Despite that, and the fact that we met our
deductible last year, I was still sitting on over $5000 dollars in doctors’
bills.
So, this is my gripe; in the
last 2 years I have racked up in excess of $5000 of bills, not including
co-pays on insulin, test strips, oral medications, CGM sensors, and inhalers,
paid over $7000 in premiums, and haven’t really seen a pay increase at work
because the rise in premiums has negated it every year I’ve been in my current
job, yet I don’t really feel like I’ve gotten $12,000 worth of service out of
them.
And this week I came across what
was essentially the straw breaking the camels back on another blog.

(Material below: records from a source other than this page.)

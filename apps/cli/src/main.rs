use std::path::PathBuf;
use std::sync::Arc;
use std::thread;
use std::time::Duration;

use anyhow::{Context, Result, bail};
use clap::{Parser, Subcommand};
use tof_core::firmware::encode_image;
use tof_core::session::format_register_dump;
use tof_core::{
    CaptureMode, DeviceSession, DirectorySource, FirmwareSource, FrameKind, IoMode, MemorySource,
    SessionConfig, SimulatedSensor, TimingConfig, TracingObserver,
};
use tracing::{error, info, warn};

#[derive(Parser, Debug)]
#[command(author, version, about = "Time-of-flight sensor session tool", long_about = None)]
struct Args {
    /// Session configuration (TOML). Defaults suit the simulated sensor.
    #[arg(short, long)]
    config: Option<PathBuf>,

    /// Directory holding firmware candidates. A built-in image is used
    /// when omitted.
    #[arg(long)]
    firmware_dir: Option<PathBuf>,

    /// Enable verbose logging
    #[arg(short, long)]
    verbose: bool,

    #[command(subcommand)]
    command: Command,
}

#[derive(Subcommand, Debug)]
enum Command {
    /// Provision firmware, capture and print frames
    Demo {
        /// Number of frames to print
        #[arg(short, long, default_value_t = 10)]
        frames: usize,
        /// Service the device from a poller instead of interrupts
        #[arg(long)]
        polled: bool,
    },
    /// Run factory calibration and print the blob
    Calibrate,
    /// Print the running application version
    Version,
    /// Dump all registers
    Dump,
    /// Write the default configuration to a file
    InitConfig { path: PathBuf },
}

fn main() {
    let args = Args::parse();

    let subscriber = tracing_subscriber::fmt()
        .with_env_filter(
            tracing_subscriber::EnvFilter::builder()
                .with_default_directive(if args.verbose {
                    tracing::Level::DEBUG.into()
                } else {
                    tracing::Level::INFO.into()
                })
                .from_env_lossy(),
        )
        .with_writer(std::io::stderr)
        .finish();

    if let Err(e) = tracing::subscriber::set_global_default(subscriber) {
        eprintln!("setting default subscriber failed: {e}");
    }

    if let Err(e) = run(args) {
        error!("Error: {:#}", e);
        std::process::exit(1);
    }
}

fn run(args: Args) -> Result<()> {
    if let Command::InitConfig { path } = &args.command {
        SessionConfig::default().save_to_file(path)?;
        info!(path = %path.display(), "Configuration written");
        return Ok(());
    }

    let mut config = match &args.config {
        Some(path) => SessionConfig::load_from_file(path)
            .with_context(|| format!("loading {}", path.display()))?,
        None => SessionConfig {
            timing: TimingConfig::for_simulation(),
            ..SessionConfig::default()
        },
    };
    config.provision_on_boot = false;
    if let Command::Demo { polled: true, .. } = args.command {
        config.io_mode = IoMode::Polled { period_us: 1000 };
    }

    let firmware = firmware_source(&args, &config);
    let sim = SimulatedSensor::default();
    let session = DeviceSession::bring_up(sim.clone(), config, firmware, Arc::new(TracingObserver))?;

    match args.command {
        Command::Demo { frames, .. } => demo(&session, &sim, frames)?,
        Command::Calibrate => {
            session.request_firmware()?;
            let result = session.run_factory_calibration()?;
            if result.data.is_empty() {
                warn!(crosstalk = result.crosstalk, "No usable calibration");
            }
            println!("crosstalk: {}", result.crosstalk);
            println!("calibration: {}", hex(&result.data));
        }
        Command::Version => {
            println!("{}", session.version_string()?);
            session.request_firmware()?;
            println!("{}", session.version_string()?);
        }
        Command::Dump => {
            session.request_firmware()?;
            print!("{}", format_register_dump(&session.dump_registers()?));
        }
        Command::InitConfig { .. } => {}
    }

    session.shutdown()?;
    Ok(())
}

fn firmware_source(args: &Args, config: &SessionConfig) -> Arc<dyn FirmwareSource> {
    match &args.firmware_dir {
        Some(dir) => Arc::new(DirectorySource::new(dir)),
        None => {
            let image: Vec<u8> = (0..=255u8).cycle().take(1024).collect();
            let mut source = MemorySource::new();
            if let Some(name) = config.firmware_candidates.first() {
                source = source.with_blob(name, encode_image(0x2000_0000, &image, 16));
            }
            Arc::new(source)
        }
    }
}

fn demo(session: &DeviceSession<SimulatedSensor>, sim: &SimulatedSensor, frames: usize) -> Result<()> {
    session.request_firmware()?;
    let calibration = session.run_factory_calibration()?;
    if calibration.data.is_empty() {
        bail!("calibration produced no usable baseline");
    }
    session.start(CaptureMode::MEASURE)?;
    let poller = session.start_dispatcher()?;

    let mut printed = 0;
    let mut distance = 300u16;
    while printed < frames {
        distance = 300 + (distance + 37) % 900;
        sim.push_result(distance, 63);
        if poller.is_none() {
            session.handle_interrupt()?;
        }
        let Some(frame) = session.wait_frame(Duration::from_millis(500)) else {
            warn!("No frame within 500ms");
            thread::sleep(Duration::from_millis(10));
            continue;
        };
        match frame.kind {
            FrameKind::Results => {
                if let Some(record) = frame.result() {
                    println!(
                        "#{:3} distance {:4} mm  confidence {:2}  temp {} C",
                        record.result_number, record.distance_mm, record.reliability, record.temperature
                    );
                }
            }
            FrameKind::Diagnostic => println!("diagnostic {:02x?}", frame.payload),
            FrameKind::Error => println!("error {:?}", frame.error_report()),
        }
        printed += 1;
    }

    drop(poller);
    session.stop()?;
    Ok(())
}

fn hex(bytes: &[u8]) -> String {
    bytes.iter().map(|b| format!("{b:02x}")).collect()
}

And thank the stars that I did find out now
instead of the first time I tried to fill a prescription in January because bad
things may have happened.
My
insurance originally used Medco for our pharmacy benefits, which merged or was
swallowed up by (I forget which) Express Scripts a few years back. Initially that was of little or no impact to
my coverage until this happened.
Express Scripts has announced that they will have a list “excluded
drugs” that they will not cover because “clinical data shows there are other
products effective in the marketplace.”
I realize that insurance companies are for-profit entities and they
answer to shareholders, have to make a profit, etc. I also understand that pharmaceutical companies have increased
the cost of medications and that most of the ones on the exclusion list are
more expensive. I get that the profits
of the insurance company take a hit if I fill a prescription costs $200 and pay
a $30 co-pay as opposed to filling a $100 prescription with the same co-pay
(I’m bad at math, but not that bad).
This move hits me twofold. I use
Apidra as my rapid acting insulin to bolus for mealtimes and treat high blood
sugars. I use an Accu-Chek meter and
test strips to monitor my blood sugar and calibrate my CGM. My son uses Advair as a controller medicine
for his asthma. All three are now on
Express Scripts exclusion list. They
recommend Humalog as the equivalent for Apidra. Although the times it takes for the two different drugs differ,
as do the peak times, I am sure I can adjust to this and still manage my blood
sugar just fine. There is a bigger
problem with my son’s inhaled steroid.
He was recently switched to Advair by his pulmonologist because
Symbicort was not effective at keeping his asthma under control. The Advair, however, has been great. He has had no attacks and no need for his
rescue inhaler since changing over. There are 2 suggested alternatives to
Advair on the Express Scripts list. And
if you guessed that one of them is Symbicort, then you my friend are
correct. There is one other alternative
as well, but if it does not work either we will be stuck paying full retail
price for this drug. Express Scripts
pays an outside group to analyze the drugs in each group and determine what
ones are comparable and do the same thing.
That group apparently has determined that Symbicort and Advair are
effectively the same drug. They are
used to treat the same condition and same symptoms, but my son is proof that
they are not the same drug and both have different benefits for different
people. If that is true in his case, I
have to believe that the same is true for many other people on the other 47
drugs that are excluded from coverage.
Which according to the articles I read, factors out to 2.6% of Express
Scripts customers. Which seems measly,
but it’s still 780,000 people.
Perhaps my
anger is misdirected and should be directed at the drug companies themselves
for their outrageous prices. But I feel
like if I am paying $3500 a year in premiums for “coverage” then I should be
getting a little more in return.
Instead, I am paying more and getting less every year.